The Nursing Care Quality Assurance Commission (NCQAC) works to protect the public by investigating reports of violations of nursing laws, and by taking disciplinary action when it finds sufficient evidence of unprofessional conduct. The Nursing Commission responds to findings of unprofessional conduct through remedial training, practice restrictions, or rehabilitation to address violations. In some instances, suspension or revocation is necessary to protect the public.
The Nursing Commission also investigates reports that a nurse may be unable to practice with reasonable skill and safety because of a mental or physical condition. File a complaint about a:
- licensed practical nurse (LPN), registered nurse (RN), advanced registered nurse practitioner (ARNP), or nurse technician
- nursing education program, nursing assistant training program, or nursing education faculty
- physician or physician assistant (Medical Commission)
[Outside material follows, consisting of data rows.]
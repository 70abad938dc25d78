//! # Salam (Forward Purchase)
//!
//! The buyer pays the full price up front for a commodity of defined
//! specification delivered later. The buyer's return is the gap between the
//! delivery value and the advance.

use chrono::NaiveDate;
use rust_decimal::Decimal;
use schemars::JsonSchema;
use serde::{Deserialize, Serialize};

use crate::config::ContractConfig;
use crate::contract_terms;
use crate::inputs::{IntoContractDecimal, accept};
use crate::math::{annualized_rate, ratio_percent, round_currency, round_rate, try_mul, try_sub};
use crate::terms::{ContractTerms, TermsVariant};
use crate::traits::ContractStrategy;
use crate::types::{CalculationStep, ContractError, ContractMetrics, ContractType, ValidationResult};

#[derive(Debug, Clone, Copy, PartialEq, Eq, Default, Serialize, Deserialize, JsonSchema)]
#[serde(rename_all = "kebab-case")]
pub enum QualityGrade {
    Premium,
    #[default]
    Standard,
    Basic,
}

/// Remedy when the seller fails to deliver.
#[derive(Debug, Clone, Copy, PartialEq, Eq, Default, Serialize, Deserialize, JsonSchema)]
#[serde(rename_all = "kebab-case")]
pub enum DefaultPenalty {
    Charity,
    #[default]
    Replacement,
    Refund,
}

contract_terms! {
    /// Terms of a Salam forward purchase.
    #[derive(Debug, Clone, PartialEq, Default, Serialize, Deserialize, JsonSchema)]
    #[serde(rename_all = "camelCase")]
    pub struct SalamTerms {
        #[serde(default)]
        pub commodity_type: String,
        #[serde(default)]
        pub commodity_description: String,
        pub quantity: Decimal,
        #[serde(default)]
        pub unit: String,
        #[serde(default)]
        pub quality_specifications: Vec<String>,
        #[serde(default)]
        pub quality_grade: QualityGrade,
        pub advance_payment: Decimal,
        /// Current market price per unit.
        #[serde(default, skip_serializing_if = "Option::is_none")]
        pub spot_price: Option<Decimal>,
        /// Agreed price per unit.
        #[serde(default, skip_serializing_if = "Option::is_none")]
        pub agreed_price: Option<Decimal>,
        pub delivery_value: Decimal,
        pub payment_date: NaiveDate,
        pub delivery_date: NaiveDate,
        /// Delivery window in days.
        pub delivery_period: u32,
        #[serde(default)]
        pub delivery_location: String,
        #[serde(default)]
        pub inspection_required: bool,
        #[serde(default)]
        pub default_penalty: DefaultPenalty,
    }
}

impl SalamTerms {
    /// Creates terms for an advance paid on `payment_date` against goods
    /// worth `delivery_value` on `delivery_date`.
    pub fn new(
        advance_payment: impl Into<Decimal>,
        delivery_value: impl Into<Decimal>,
        payment_date: NaiveDate,
        delivery_date: NaiveDate,
    ) -> Self {
        let advance_payment = advance_payment.into();
        let days = (delivery_date - payment_date).num_days();

        Self {
            amount: advance_payment,
            advance_payment,
            delivery_value: delivery_value.into(),
            payment_date,
            delivery_date,
            delivery_period: u32::try_from(days).unwrap_or(0),
            start_date: Some(payment_date),
            ..Default::default()
        }
    }

    pub fn commodity(
        mut self,
        commodity_type: impl Into<String>,
        quantity: impl IntoContractDecimal,
        unit: impl Into<String>,
    ) -> Self {
        self.commodity_type = commodity_type.into();
        if let Some(q) = accept(quantity, "quantity") {
            self.quantity = q;
        }
        self.unit = unit.into();
        self
    }

    pub fn quality(mut self, specification: impl Into<String>) -> Self {
        self.quality_specifications.push(specification.into());
        self
    }

    pub fn spot_price(mut self, price: impl IntoContractDecimal) -> Self {
        self.spot_price = accept(price, "spotPrice");
        self
    }

    /// Buyer's discount against the delivery value.
    pub fn discount(&self) -> Result<Decimal, ContractError> {
        try_sub(self.delivery_value, self.advance_payment, "salam discount")
    }
}

pub fn validate_salam(terms: &SalamTerms, _config: &ContractConfig) -> ValidationResult {
    let mut errors = Vec::new();
    terms.validate_base(&mut errors);

    if terms.advance_payment <= Decimal::ZERO {
        errors.push("Advance payment must be positive".to_string());
    }
    if terms.delivery_value <= terms.advance_payment {
        errors.push("Delivery value must be greater than advance payment".to_string());
    }
    if terms.quantity <= Decimal::ZERO {
        errors.push("Quantity must be positive".to_string());
    }
    if terms.delivery_period < 1 {
        errors.push("Delivery period must be at least 1 day".to_string());
    }
    if terms.delivery_date <= terms.payment_date {
        errors.push("Delivery date must be after payment date".to_string());
    }
    if terms.quality_specifications.iter().all(|s| s.trim().is_empty()) {
        errors.push("Quality specifications must be defined".to_string());
    }

    for (label, price) in [("Spot price", terms.spot_price), ("Agreed price", terms.agreed_price)] {
        if price.is_some_and(|p| p <= Decimal::ZERO) {
            errors.push(format!("{} must be positive", label));
        }
    }

    ValidationResult::from_errors(errors)
}

pub fn calculate_salam_metrics(terms: &SalamTerms, config: &ContractConfig) -> Result<ContractMetrics, ContractError> {
    let discount = terms.discount()?;
    let discount_rate = ratio_percent(discount, terms.delivery_value, "salam discount rate")?;
    let annualized = annualized_rate(discount, terms.advance_payment, terms.duration, "salam annualized return")?;

    let mut trace = vec![
        CalculationStep::initial("advance-payment", "Advance Payment", terms.advance_payment),
        CalculationStep::result("delivery-value", "Delivery Value", terms.delivery_value),
        CalculationStep::result("discount", "Buyer Discount", discount),
        CalculationStep::rate("discount-rate", "Discount Rate", round_rate(discount_rate)),
        CalculationStep::rate("annualized-return", "Annualized Return", round_rate(annualized)),
    ];

    if terms.quantity > Decimal::ZERO {
        let unit_price = terms
            .advance_payment
            .checked_div(terms.quantity)
            .ok_or_else(|| ContractError::Overflow {
                operation: "salam advance price per unit".to_string(),
            })?;
        let unit_price = round_currency(unit_price, config.currency_decimal_places);
        trace.push(CalculationStep::result("advance-price-per-unit", "Advance Price per Unit", unit_price));
        if let Some(spot) = terms.spot_price {
            let market_value = try_mul(spot, terms.quantity, "salam spot market value")?;
            let market_value = round_currency(market_value, config.currency_decimal_places);
            trace.push(CalculationStep::result("spot-market-value", "Spot Market Value", market_value));
        }
    }
    trace.push(CalculationStep::info(
        "delivery",
        format!("Delivery due {} ({} day window)", terms.delivery_date, terms.delivery_period),
    ));

    Ok(ContractMetrics {
        contract_type: ContractType::Salam,
        total_amount: terms.advance_payment,
        total_return: discount,
        effective_rate: round_rate(annualized),
        duration: terms.duration,
        calculation_trace: trace,
    })
}

#[derive(Debug, Clone, Default)]
pub struct SalamStrategy {
    config: ContractConfig,
}

impl SalamStrategy {
    pub fn new(config: ContractConfig) -> Self {
        Self { config }
    }
}

impl ContractStrategy for SalamStrategy {
    fn contract_type(&self) -> ContractType {
        ContractType::Salam
    }

    fn description(&self) -> &'static str {
        "Advance payment for future delivery of a commodity with defined specifications, typically agricultural products or standardized goods."
    }

    fn validate(&self, terms: &ContractTerms) -> Result<ValidationResult, ContractError> {
        Ok(validate_salam(SalamTerms::extract(terms)?, &self.config))
    }

    fn calculate_metrics(&self, terms: &ContractTerms) -> Result<ContractMetrics, ContractError> {
        calculate_salam_metrics(SalamTerms::extract(terms)?, &self.config)
    }
}

#[cfg(test)]
mod tests {
    use super::*;
    use rust_decimal_macros::dec;

    fn date(y: i32, m: u32, d: u32) -> NaiveDate {
        NaiveDate::from_ymd_opt(y, m, d).unwrap()
    }

    fn wheat() -> SalamTerms {
        SalamTerms::new(dec!(450000), dec!(500000), date(2025, 3, 1), date(2025, 9, 1))
            .duration(6)
            .commodity("wheat", 1000, "tonnes")
            .quality("Hard red winter, protein >= 12%")
            .spot_price(dec!(520))
    }

    #[test]
    fn test_salam_valid() {
        let terms = wheat();
        assert_eq!(terms.delivery_period, 184);
        let result = validate_salam(&terms, &ContractConfig::default());
        assert!(result.valid, "{:?}", result.errors);
    }

    #[test]
    fn test_salam_delivery_value_must_exceed_advance() {
        let terms = SalamTerms::new(dec!(500000), dec!(480000), date(2025, 3, 1), date(2025, 9, 1))
            .duration(6)
            .commodity("wheat", 1000, "tonnes")
            .quality("grade A");
        let result = validate_salam(&terms, &ContractConfig::default());
        assert!(!result.valid);
        assert_eq!(result.errors, vec!["Delivery value must be greater than advance payment".to_string()]);
    }

    #[test]
    fn test_salam_dates_and_specs() {
        let mut terms = SalamTerms::new(dec!(100), dec!(110), date(2025, 3, 1), date(2025, 3, 1)).duration(1);
        terms.quality_specifications.push("   ".to_string());
        let result = validate_salam(&terms, &ContractConfig::default());

        assert!(result.errors.contains(&"Delivery date must be after payment date".to_string()));
        assert!(result.errors.contains(&"Delivery period must be at least 1 day".to_string()));
        assert!(result.errors.contains(&"Quality specifications must be defined".to_string()));
        assert!(result.errors.contains(&"Quantity must be positive".to_string()));
    }

    #[test]
    fn test_salam_figures_at_decimal_limit() {
        let terms = SalamTerms::new(dec!(-1), Decimal::MAX, date(2025, 3, 1), date(2025, 9, 1)).duration(6);
        assert!(matches!(terms.discount(), Err(ContractError::Overflow { .. })));
        assert!(calculate_salam_metrics(&terms, &ContractConfig::default()).is_err());

        let tiny = wheat().commodity("wheat", dec!(0.0000000000000000000000000001), "tonnes");
        assert!(matches!(
            calculate_salam_metrics(&tiny, &ContractConfig::default()),
            Err(ContractError::Overflow { .. })
        ));
    }

    #[test]
    fn test_salam_metrics() {
        let metrics = calculate_salam_metrics(&wheat(), &ContractConfig::default()).unwrap();
        assert_eq!(metrics.total_amount, dec!(450000));
        assert_eq!(metrics.total_return, dec!(50000));
        assert_eq!(metrics.step("discount-rate"), Some(dec!(10)));
        assert_eq!(metrics.step("spot-market-value"), Some(dec!(520000)));
        assert_eq!(metrics.step("advance-price-per-unit"), Some(dec!(450)));
        // 50,000 / 450,000 over six months, annualized.
        assert_eq!(metrics.effective_rate, dec!(22.2222));
    }
}
impl ContractStrategy for MurabahaStrategy {
    fn contract_type(&self) -> ContractType {
        ContractType::Murabaha
    }

    fn description(&self) -> &'static str {
        "Islamic financing where the financier purchases an asset and sells it to the client at cost plus disclosed markup, payable in installments."
    }

    fn validate(&self, terms: &ContractTerms) -> Result<ValidationResult, ContractError> {
        Ok(validate_murabaha(MurabahaTerms::extract(terms)?, &self.config))
    }

    fn calculate_metrics(&self, terms: &ContractTerms) -> Result<ContractMetrics, ContractError> {
        calculate_murabaha_metrics(MurabahaTerms::extract(terms)?, &self.config)
    }

    fn as_payment_based(&self) -> Option<&dyn PaymentBasedContract> {
        Some(self)
    }
}

impl PaymentBasedContract for MurabahaStrategy {
    fn calculate_payment_schedule(&self, terms: &ContractTerms) -> Result<Vec<PaymentScheduleEntry>, ContractError> {
        let terms = MurabahaTerms::extract(terms)?;
        let start = terms
            .start_date
            .ok_or_else(|| ContractError::MissingField("startDate".to_string()))?;
        calculate_murabaha_payment_schedule(terms, start, &self.config)
    }

    fn supports_early_settlement(&self) -> bool {
        true
    }

    fn calculate_early_settlement(
        &self,
        terms: &ContractTerms,
        paid_installments: u32,
    ) -> Result<EarlySettlement, ContractError> {
        calculate_murabaha_early_settlement(MurabahaTerms::extract(terms)?, paid_installments, &self.config)
    }
}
- other health professions (including nursing assistant)
Check the complaint process flowchart if you have a complaint filed against you, or if you have filed a complaint. Learn what will happen, your options, and the basic timelines of a case.
If a complaint involves substance use disorder, the nurse may be referred to Washington Health Professional Services, the commission-approved substance use disorder monitoring program.
If a complaint meets the requirements for the Early Remediation Program, the nurse may be referred to that program, which addresses standard of practice cases with little to no harm. See procedure A34 (PDF) for more information.
Check Provider Credential Search to see if specific nurses have disciplinary action against licenses. The Public Disclosure law, requires DOH to make these documents available to the public. Documents are available for 75 years, and cannot be removed unless a court orders DOH to remove them. Only formal charging documents, and final orders and stipulations are available. The complaint process flowchart outlines the process.